The contrast between the entitlement and confidence I’d always felt without knowing it—and the realization that some people spent their entire lives with this exact sense of futility I was now feeling, only multiplied a gazillion times into a wraparound reality that defined your vocabulary, your social interactions, your cultural opportunities, your ability to conceive of options for your life . . . well, let’s just say some small sliver of new understanding dawned forth.  Hopefully it continues to dawn forth.

After long years of temping and underpaid jobs, underpaid jobs and temping, during which I often felt I was just expensively subsidizing a fragile, synthetic dignity I could use to get through the next day—I got hired on to a Real Job with benefits.

My first big-ticket purchase with the disposable income was a heavy winter coat.  This was February.  My family had offered to buy me one back in November, which was kind, but if I’d taken their offer I would have felt obliged to choose the bog-standard, utilitarian coat they’d approve of.  I held out and saved to buy my kind of coat with my own money.
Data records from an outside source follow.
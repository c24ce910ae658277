use rand::rngs::{OsRng, StdRng};
use rand::SeedableRng;
use rcgen::{CertificateParams, CertificateSigningRequest, DistinguishedName, DnType, KeyPair};
use rsa::pkcs8::{EncodePrivateKey, LineEnding};
use rsa::RsaPrivateKey;

use crate::models::DeviceIdentity;
use crate::provisioning::ProvisioningError;

pub const RSA_BITS: usize = 2048;
pub const ORGANIZATION: &str = "EnergyMe IoT";

/// Produces the key pair and the signing request of the gateway
pub trait CsrFactory: Send + Sync {
    /// PKCS#8 PEM private key
    fn generate_key(&self) -> Result<String, ProvisioningError>;
    /// PEM signing request for `identity`, signed with `private_key`
    fn build_csr(&self, private_key: &str, identity: &DeviceIdentity) -> Result<String, ProvisioningError>;
}

#[derive(Clone, Default)]
pub struct RsaCsrFactory;

impl CsrFactory for RsaCsrFactory {
    fn generate_key(&self) -> Result<String, ProvisioningError> {
        /* the generator is seeded from the OS entropy pool which mixes in the hardware RNG */
        let mut rng = StdRng::from_rng(OsRng).map_err(|e| ProvisioningError::CryptoInit(e.to_string()))?;

        let key = RsaPrivateKey::new(&mut rng, RSA_BITS)
            .map_err(|e| ProvisioningError::KeyGeneration(e.to_string()))?;
        let pem = key.to_pkcs8_pem(LineEnding::LF)
            .map_err(|e| ProvisioningError::KeyGeneration(e.to_string()))?;
        return Ok(pem.as_str().to_owned());
    }

    fn build_csr(&self, private_key: &str, identity: &DeviceIdentity) -> Result<String, ProvisioningError> {
        let csr = signing_request(private_key, identity)?;
        csr.pem().map_err(|e| ProvisioningError::Csr(e.to_string()))
    }
}

fn signing_request(private_key: &str, identity: &DeviceIdentity) -> Result<CertificateSigningRequest, ProvisioningError> {
    let key_pair = KeyPair::from_pem(private_key).map_err(|e| ProvisioningError::Csr(e.to_string()))?;

    let mut params = CertificateParams::new(Vec::<String>::new())
        .map_err(|e| ProvisioningError::Csr(e.to_string()))?;
    let mut dn = DistinguishedName::new();
    dn.push(DnType::CommonName, identity.as_str());
    dn.push(DnType::OrganizationName, ORGANIZATION);
    params.distinguished_name = dn;

    params.serialize_request(&key_pair).map_err(|e| ProvisioningError::Csr(e.to_string()))
}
I walked out of the North Beach boutique bundled up in it (a cape-cut black wool vintage I. Magnin “swing coat” from the early 1960s, since you asked), all warm and cozy in the chill, damp night.  And I wondered: how in the hell have I lived so long without this?

I wasn’t just thinking about the coat.

[The illustration photo: Ocean Beach, San Francisco, March 2012.  To give you some idea of the extreme sandstorm conditions: there were piles of sand in my pockets after 10 minutes of walking on the promenade.]